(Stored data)

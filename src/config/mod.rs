//! Environment-driven configuration.
//!
//! Values are read from the process environment after an optional `.env`
//! file has been loaded by the binary entry points.

use std::env;
use std::str::FromStr;
use thiserror::Error;

pub const DEFAULT_DEPTH: usize = 12;
pub const DEFAULT_PORT: u16 = 8080;

#[derive(Debug, Error, PartialEq, Eq)]
pub enum ConfigError {
    #[error("invalid value for {key}: {value:?}")]
    InvalidValue { key: String, value: String },
}

/// Deployment environment name (`APP_ENV`), defaults to `sandbox`.
pub fn get_environment() -> String {
    env::var("APP_ENV").unwrap_or_else(|_| "sandbox".to_string())
}

pub fn is_production(environment: &str) -> bool {
    matches!(environment, "production" | "prod")
}

/// Swing analysis parameters
#[derive(Debug, Clone, PartialEq)]
pub struct AnalysisConfig {
    /// Bars required on each side to confirm a swing point
    pub depth: usize,
}

impl Default for AnalysisConfig {
    fn default() -> Self {
        Self {
            depth: DEFAULT_DEPTH,
        }
    }
}

impl AnalysisConfig {
    pub fn new(depth: usize) -> Result<Self, ConfigError> {
        if depth == 0 {
            return Err(ConfigError::InvalidValue {
                key: "SWING_DEPTH".to_string(),
                value: depth.to_string(),
            });
        }
        Ok(Self { depth })
    }
}

#[derive(Debug, Clone, PartialEq)]
pub struct AppConfig {
    pub environment: String,
    pub port: u16,
    pub analysis: AnalysisConfig,
}

impl Default for AppConfig {
    fn default() -> Self {
        Self {
            environment: "sandbox".to_string(),
            port: DEFAULT_PORT,
            analysis: AnalysisConfig::default(),
        }
    }
}

impl AppConfig {
    /// Build the configuration from `APP_ENV`, `PORT` and `SWING_DEPTH`.
    pub fn from_env() -> Result<Self, ConfigError> {
        Self::from_lookup(|key| env::var(key).ok())
    }

    /// Build the configuration from an arbitrary key lookup.
    pub fn from_lookup<F>(lookup: F) -> Result<Self, ConfigError>
    where
        F: Fn(&str) -> Option<String>,
    {
        let environment = lookup("APP_ENV").unwrap_or_else(|| "sandbox".to_string());
        let port = parse_or("PORT", lookup("PORT"), DEFAULT_PORT)?;
        let depth = parse_or("SWING_DEPTH", lookup("SWING_DEPTH"), DEFAULT_DEPTH)?;

        Ok(Self {
            environment,
            port,
            analysis: AnalysisConfig::new(depth)?,
        })
    }
}

fn parse_or<T: FromStr>(key: &str, raw: Option<String>, default: T) -> Result<T, ConfigError> {
    match raw {
        None => Ok(default),
        Some(value) => value.trim().parse::<T>().map_err(|_| ConfigError::InvalidValue {
            key: key.to_string(),
            value,
        }),
    }
}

**WORK TO COMPLETE**: Reproduce the data shown above in its entirety, keeping each word as it is.

**COMPLETED TASK**:
filename src/config/mod.rs
//! Environment-driven configuration.
//!
//! Values are read from the process environment after an optional `.env`
//! file has been loaded by the binary entry points.

use std::env;
use std::str::FromStr;
use thiserror::Error;

pub const DEFAULT_DEPTH: usize = 12;
pub const DEFAULT_PORT: u16 = 8080;

#[derive(Debug, Error, PartialEq, Eq)]
pub enum ConfigError {
    #[error("invalid value for {key}: {value:?}")]
    InvalidValue { key: String, value: String },
}

/// Deployment environment name (`APP_ENV`), defaults to `sandbox`.
pub fn get_environment() -> String {
    env::var("APP_ENV").unwrap_or_else(|_| "sandbox".to_string())
}

pub fn is_production(environment: &str) -> bool {
    matches!(environment, "production" | "prod")
}

/// Swing analysis parameters
#[derive(Debug, Clone, PartialEq)]
pub struct AnalysisConfig {
    /// Bars required on each side to confirm a swing point
    pub depth: usize,
}

impl Default for AnalysisConfig {
    fn default() -> Self {
        Self {
            depth: DEFAULT_DEPTH,
        }
    }
}

impl AnalysisConfig {
    pub fn new(depth: usize) -> Result<Self, ConfigError> {
        if depth == 0 {
            return Err(ConfigError::InvalidValue {
                key: "SWING_DEPTH".to_string(),
                value: depth.to_string(),
            });
        }
        Ok(Self { depth })
    }
}

#[derive(Debug, Clone, PartialEq)]
pub struct AppConfig {
    pub environment: String,
    pub port: u16,
    pub analysis: AnalysisConfig,
}

impl Default for AppConfig {
    fn default() -> Self {
        Self {
            environment: "sandbox".to_string(),
            port: DEFAULT_PORT,
            analysis: AnalysisConfig::default(),
        }
    }
}

impl AppConfig {
    /// Build the configuration from `APP_ENV`, `PORT` and `SWING_DEPTH`.
    pub fn from_env() -> Result<Self, ConfigError> {
        Self::from_lookup(|key| env::var(key).ok())
    }

    /// Build the configuration from an arbitrary key lookup.
    pub fn from_lookup<F>(lookup: F) -> Result<Self, ConfigError>
    where
        F: Fn(&str) -> Option<String>,
    {
        let environment = lookup("APP_ENV").unwrap_or_else(|| "sandbox".to_string());
        let port = parse_or("PORT", lookup("PORT"), DEFAULT_PORT)?;
        let depth = parse_or("SWING_DEPTH", lookup("SWING_DEPTH"), DEFAULT_DEPTH)?;

        Ok(Self {
            environment,
            port,
            analysis: AnalysisConfig::new(depth)?,
        })
    }
}

fn parse_or<T: FromStr>(key: &str, raw: Option<String>, default: T) -> Result<T, ConfigError> {
    match raw {
        None => Ok(default),
        Some(value) => value.trim().parse::<T>().map_err(|_| ConfigError::InvalidValue {
            key: key.to_string(),
            value,
        }),
    }
}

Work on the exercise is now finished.